Who were the signers? Why did they sign?

Who Were The Signers

For official U.S.-Indian treaties, the federal government authorized commissioners to negotiate with Indigenous nations. Commissioners had the discretion to involve whomever they wanted in the treaty making process. Between 1778 and 1871, approximately 2,300 men signed Indian treaties as representatives of the United States.

Purpose of the Project

The treaties were events in which the resources of a continent were transferred to U.S. control. The U.S. signers were not there by accident, or merely to fill a bureaucratic function. In tracing the presence of powerful economic and political interests at the Treaty signings, this project provides a new, additional lens through which to view the U.S. treaty making process.

 

That view directly challenges the American Myth that shrouds discussion about U.S. expansion. The hero of the Myth is the “pioneer,” that intrepid individualist who through hard work became the driving force and direct beneficiary of the U.S. acquisition of land. The lives of the treaty signers – for the U.S. and for Indigenous nations – tell a different story.

 

The purpose of the U.S. Treaty Signers Project is to challenge the mythology that surrounds US-Indian treaties by fostering reliable and accurate research and discussion about our history.

Myths about the signers

Because so many settlers and pioneers benefited from the U.S. aquisition of Indigenous resources, the American Myth can sell the simple idea that the entire enterprise of westward expansion was undertaken just for them. In this spurious story, treaties were merely the paperwork that validated an unstoppable historical force. Men who signed the treaties, then, were only filling bureaucratic functions, chosen as if at random at the very moment when a major colonialist power acquired a continent’s natural resources.

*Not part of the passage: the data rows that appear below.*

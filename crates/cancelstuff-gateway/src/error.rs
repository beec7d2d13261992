use axum::extract::multipart::MultipartError;
use axum::http::StatusCode;
use axum::response::{IntoResponse, Response};
use axum::Json;
use cancelstuff_core::{AssistantError, CancelError};
use serde::Serialize;
use tracing::error;

/// An error rendered as `{ "error": ..., "action": ..., "kind": ... }`.
#[derive(Debug, Clone, Serialize)]
pub struct ApiError {
    #[serde(skip)]
    pub status: StatusCode,
    pub error: String,
    #[serde(skip_serializing_if = "Option::is_none")]
    pub action: Option<String>,
    pub kind: &'static str,
}

impl ApiError {
    pub fn new(status: StatusCode, kind: &'static str, error: impl Into<String>) -> Self {
        Self {
            status,
            error: error.into(),
            action: None,
            kind,
        }
    }

    pub fn with_action(mut self, action: impl Into<String>) -> Self {
        self.action = Some(action.into());
        self
    }

    pub fn bad_request(error: impl Into<String>) -> Self {
        Self::new(StatusCode::BAD_REQUEST, "invalid_input", error)
    }
}

impl From<CancelError> for ApiError {
    fn from(err: CancelError) -> Self {
        match err {
            CancelError::SessionNotFound(_) => {
                Self::new(StatusCode::NOT_FOUND, "session_not_found", "Session not found")
                    .with_action("Please start over with a new upload")
            }
            CancelError::InvalidInput(msg) => Self::bad_request(msg),
            CancelError::Assistant(e) => e.into(),
            CancelError::Timeout(d) => Self::new(
                StatusCode::GATEWAY_TIMEOUT,
                "timeout",
                format!("Claude took longer than {}s to answer", d.as_secs()),
            )
            .with_action("Try again; long statements can take a while"),
            CancelError::Provisioning(msg) => {
                error!(error = %msg, "Session provisioning failed");
                Self::new(
                    StatusCode::INTERNAL_SERVER_ERROR,
                    "provisioning",
                    "Could not set up a working directory for this session",
                )
                .with_action("Check free disk space and permissions on the temp directory, then retry")
            }
            other => {
                error!(error = %other, "Request failed");
                Self::new(StatusCode::INTERNAL_SERVER_ERROR, "internal", other.to_string())
            }
        }
    }
}

impl From<AssistantError> for ApiError {
    fn from(err: AssistantError) -> Self {
        let kind = err.kind();
        match err {
            AssistantError::AuthRequired => Self::new(
                StatusCode::UNAUTHORIZED,
                kind,
                "Please log in to Claude Code first",
            )
            .with_action("Run `claude` in your terminal to authenticate"),
            AssistantError::RateLimited => Self::new(
                StatusCode::TOO_MANY_REQUESTS,
                kind,
                "Claude is busy. Please wait a moment.",
            )
            .with_action("Try again in 30 seconds"),
            AssistantError::NotFound(program) => Self::new(
                StatusCode::INTERNAL_SERVER_ERROR,
                kind,
                format!("Claude Code not installed ('{program}' not found)"),
            )
            .with_action("Run: npm install -g @anthropic-ai/claude-code"),
            AssistantError::Timeout(d) => Self::new(
                StatusCode::GATEWAY_TIMEOUT,
                kind,
                format!("Claude timed out after {}s", d.as_secs()),
            )
            .with_action("Try again; long statements can take a while"),
            AssistantError::NonZeroExit { code, stderr } => Self::new(
                StatusCode::BAD_GATEWAY,
                kind,
                format!("Claude exited with code {code}: {stderr}"),
            )
            .with_action("Check the Claude Code output above and retry"),
            AssistantError::Spawn(msg) => Self::new(
                StatusCode::INTERNAL_SERVER_ERROR,
                kind,
                format!("Could not start Claude: {msg}"),
            )
            .with_action("Check that `claude` is executable and the temp directory is writable"),
        }
    }
}

impl From<MultipartError> for ApiError {
    fn from(err: MultipartError) -> Self {
        Self::new(err.status(), "invalid_upload", err.body_text())
    }
}

impl IntoResponse for ApiError {
    fn into_response(self) -> Response {
        (self.status, Json(&self)).into_response()
    }
}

For more background read “Settler Colonialism and the Elimination of the Native” (Patrick Wolfe,  Journal of Genocide Research,  December 2006) here.

Motivations for expansion

In fact, the men who signed treaties for the United States represented behind-the-scenes interests that drove westward expansion: land speculators, mining, timber and transportation companies, office holders and military officers, all of whom had a personal stake in the government’s acquisition of resources. Treaties were the moment when a continent’s natural resources became property and they were too important to leave unattended.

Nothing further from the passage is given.